A necessidade de autorização judicial para a retirada dos conteúdos danosos foi criticada também em virtude da velocidade de “disseminação” dos conteúdos postados na rede – aguardar uma ordem judicial poderia maximizar o dano, ou torná-lo irreparável.

A responsabilidade subsidiária dos provedores, nos casos do art. 21, também é um ponto de divergência, pois, para muitos, significou um retrocesso, visto que a jurisprudência vinha conferindo responsabilidade solidária dos provedores, em caso de danos dessa monta.

Em que pesem as críticas, o Marco Civil da Internet recebeu elogios de autoridades no assunto - como os fundadores da world wild web, Tim Berners-Lee e Vint Cerf - e serviu de inspiração para outros países – como a Itália e a França – criarem suas legislações. A norma brasileira é considerada um modelo para organizações como o Fórum Econômico Mundial e a Corporação da Internet para Atribuição de Nomes e Números 6.

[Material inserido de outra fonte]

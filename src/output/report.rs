//! Crawl report types
//!
//! The report collects what each driver did: which pages were saved, which
//! page visits failed, and which external assets could not be loaded.

use crate::config::Strategy;
use crate::crawler::{AssetFailure, PageVisit, ReferenceKind};
use crate::MirrorError;
use chrono::{DateTime, Utc};
use std::path::PathBuf;

/// A page that was fetched and stored
#[derive(Debug, Clone)]
pub struct SavedPage {
    pub url: String,
    pub directory: PathBuf,
    /// Link distance from the root page
    pub depth: u32,
    /// Number of admitted links on the page, duplicates included
    pub links_found: usize,
    pub css_bytes: usize,
    pub js_bytes: usize,
}

/// A page visit that failed
#[derive(Debug, Clone)]
pub struct PageFailure {
    pub url: String,
    pub directory: PathBuf,
    pub depth: u32,
    pub error: String,
}

/// An external stylesheet or script that failed to load on some page
#[derive(Debug, Clone)]
pub struct PageAssetFailure {
    pub page: String,
    pub kind: ReferenceKind,
    pub asset: String,
    pub message: String,
}

/// Summary of one crawl
#[derive(Debug, Clone)]
pub struct CrawlReport {
    pub root_url: String,
    pub strategy: Strategy,
    pub started_at: DateTime<Utc>,
    pub finished_at: Option<DateTime<Utc>>,
    pub pages: Vec<SavedPage>,
    pub failures: Vec<PageFailure>,
    pub asset_failures: Vec<PageAssetFailure>,
}

impl CrawlReport {
    /// Starts an empty report timestamped now
    pub fn new(root_url: &str, strategy: Strategy) -> Self {
        Self {
            root_url: root_url.to_string(),
            strategy,
            started_at: Utc::now(),
            finished_at: None,
            pages: Vec::new(),
            failures: Vec::new(),
            asset_failures: Vec::new(),
        }
    }

    /// Records a saved page and its asset failures
    pub fn record_page(&mut self, visit: &PageVisit, depth: u32) {
        self.pages.push(SavedPage {
            url: visit.url.clone(),
            directory: visit.directory.clone(),
            depth,
            links_found: visit.links.len(),
            css_bytes: visit.css_bytes,
            js_bytes: visit.js_bytes,
        });

        self.asset_failures
            .extend(visit.asset_failures.iter().map(|failure: &AssetFailure| {
                PageAssetFailure {
                    page: visit.url.clone(),
                    kind: failure.kind,
                    asset: failure.asset.clone(),
                    message: failure.message.clone(),
                }
            }));
    }

    /// Records a failed page visit
    pub fn record_failure(&mut self, url: &str, directory: PathBuf, depth: u32, error: &MirrorError) {
        self.failures.push(PageFailure {
            url: url.to_string(),
            directory,
            depth,
            error: error.to_string(),
        });
    }

    /// Stamps the finish time
    pub fn finish(&mut self) {
        self.finished_at = Some(Utc::now());
    }

    /// Wall-clock duration, once finished
    pub fn duration(&self) -> Option<chrono::Duration> {
        self.finished_at.map(|finished| finished - self.started_at)
    }

    /// Returns true if the root page itself could not be mirrored
    pub fn root_failed(&self) -> bool {
        self.failures.iter().any(|failure| failure.depth == 0)
    }

    /// Number of page visits attempted
    pub fn pages_attempted(&self) -> usize {
        self.pages.len() + self.failures.len()
    }

    /// Returns the success rate as a percentage
    pub fn success_rate(&self) -> f64 {
        let attempted = self.pages_attempted();
        if attempted == 0 {
            return 0.0;
        }
        (self.pages.len() as f64 / attempted as f64) * 100.0
    }
}

/// Prints the report to stdout in a formatted manner
pub fn print_report(report: &CrawlReport) {
    println!("=== Mirror Report ===\n");

    println!("Overview:");
    println!("  Root URL: {}", report.root_url);
    println!("  Strategy: {:?}", report.strategy);
    if let Some(duration) = report.duration() {
        println!("  Duration: {:.2}s", duration.num_milliseconds() as f64 / 1000.0);
    }
    println!("  Pages saved: {}", report.pages.len());
    println!("  Pages failed: {}", report.failures.len());
    println!("  Asset failures: {}", report.asset_failures.len());
    println!();

    if !report.failures.is_empty() {
        println!("Failed Pages:");
        for failure in &report.failures {
            println!("  - {} (depth {}): {}", failure.url, failure.depth, failure.error);
        }
        println!();
    }

    if !report.asset_failures.is_empty() {
        println!("Failed Assets:");
        for failure in &report.asset_failures {
            println!(
                "  - {:?} {} on {}: {}",
                failure.kind, failure.asset, failure.page, failure.message
            );
        }
        println!();
    }

    println!(
        "Success Rate: {:.1}% ({} / {} pages saved)",
        report.success_rate(),
        report.pages.len(),
        report.pages_attempted()
    );
}
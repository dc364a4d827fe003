use crate::links::{DirectoryNaming, LinkScope};
use serde::Deserialize;
use std::time::Duration;

/// Main configuration structure for Sumi-Mirror
#[derive(Debug, Clone, Default, Deserialize)]
pub struct Config {
    #[serde(default)]
    pub crawler: CrawlerConfig,
    #[serde(default)]
    pub output: OutputConfig,
}

impl Config {
    /// The classic mirroring profile: depth-first
    /// recursion with no visited-set, string-prefix link filtering,
    /// prefix-stripped directory names, and every failure fatal.
    pub fn reference() -> Self {
        Self {
            crawler: CrawlerConfig {
                strategy: Strategy::Recursive,
                link_scope: LinkScope::Prefix,
                directory_naming: DirectoryNaming::Relative,
                strict_status: false,
                max_concurrent_pages: 1,
                max_depth: None,
                request_timeout_secs: None,
                cache_assets: false,
            },
            output: OutputConfig::default(),
        }
    }
}

/// How the crawl walks the link graph
#[derive(Debug, Clone, Copy, PartialEq, Eq, Deserialize, clap::ValueEnum)]
#[serde(rename_all = "kebab-case")]
pub enum Strategy {
    /// Depth-first recursion; any error aborts the whole crawl
    Recursive,
    /// Breadth-first worklist with a visited-set and per-page failure isolation
    Worklist,
}

/// Crawler behavior configuration
#[derive(Debug, Clone, Deserialize)]
pub struct CrawlerConfig {
    /// Traversal strategy
    #[serde(default = "default_strategy")]
    pub strategy: Strategy,

    /// Rule deciding which discovered links are followed
    #[serde(rename = "link-scope", default = "default_link_scope")]
    pub link_scope: LinkScope,

    /// How child page directories are named
    #[serde(rename = "directory-naming", default = "default_directory_naming")]
    pub directory_naming: DirectoryNaming,

    /// Treat non-2xx responses as fetch errors
    #[serde(rename = "strict-status", default = "default_strict_status")]
    pub strict_status: bool,

    /// Maximum number of pages visited at once (worklist only)
    #[serde(
        rename = "max-concurrent-pages",
        default = "default_max_concurrent_pages"
    )]
    pub max_concurrent_pages: u32,

    /// Maximum link depth from the root page (worklist only)
    #[serde(rename = "max-depth", default)]
    pub max_depth: Option<u32>,

    /// Total timeout for a single request, in seconds
    #[serde(
        rename = "request-timeout-secs",
        default = "default_request_timeout_secs"
    )]
    pub request_timeout_secs: Option<u64>,

    /// Reuse external stylesheet and script bodies across pages
    #[serde(rename = "cache-assets", default)]
    pub cache_assets: bool,
}

impl CrawlerConfig {
    pub fn request_timeout(&self) -> Option<Duration> {
        self.request_timeout_secs.map(Duration::from_secs)
    }
}

impl Default for CrawlerConfig {
    fn default() -> Self {
        Self {
            strategy: default_strategy(),
            link_scope: default_link_scope(),
            directory_naming: default_directory_naming(),
            strict_status: default_strict_status(),
            max_concurrent_pages: default_max_concurrent_pages(),
            max_depth: None,
            request_timeout_secs: default_request_timeout_secs(),
            cache_assets: false,
        }
    }
}

/// Output configuration
#[derive(Debug, Clone, Deserialize)]
pub struct OutputConfig {
    /// Directory the root page is stored in
    #[serde(default = "default_output_directory")]
    pub directory: String,

    /// Optional path for a markdown crawl summary
    #[serde(rename = "summary-path", default)]
    pub summary_path: Option<String>,
}

impl Default for OutputConfig {
    fn default() -> Self {
        Self {
            directory: default_output_directory(),
            summary_path: None,
        }
    }
}

fn default_strategy() -> Strategy {
    Strategy::Worklist
}

fn default_link_scope() -> LinkScope {
    LinkScope::Origin
}

fn default_directory_naming() -> DirectoryNaming {
    DirectoryNaming::Hashed
}

fn default_strict_status() -> bool {
    true
}

fn default_max_concurrent_pages() -> u32 {
    4
}

fn default_request_timeout_secs() -> Option<u64> {
    Some(30)
}

fn default_output_directory() -> String {
    "output".to_string()
}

Por seu papel internacional na temática, o Brasil é considerado um "ator crítico da governança da internet global" e reconhecido por ter sido capaz de "usar o processo democrático para modelar a política governamental" acerca dos temas relacionados ao uso da internet (crimes cibernéticos, leis de copyight, responsabilidade civil, etc.)7.

Pela leitura da norma, percebe-se que a regulamentação da Internet por meio de um Marco Civil teve como objetivo central assegurar direitos. Essa centralidade da legislação na perspectiva dos direitos fundamentais e o processo altamente democrático de consulta pública e delaboração a tornam referência mundial 8.

O processo deliberativo é um continuum. Certamente haverá novas demandas, novos conceitos, novas escolhas políticas resultantes do diálogo institucional, da pressão de grupos representativos da sociedade, das questões fáticas desafiadoras que surgirão. As rodadas deliberativas dirão se as críticas ao Marco Civil serão aceitas ou rechaçadas. Independentemente do acordo deliberativo resultante da discussão, é inegável a importância do Marco Civil para a regulação da Internet e, em razão do processo de sua elaboração, para a experimentação de novos métodos democráticos de criação legislativa e de debate público.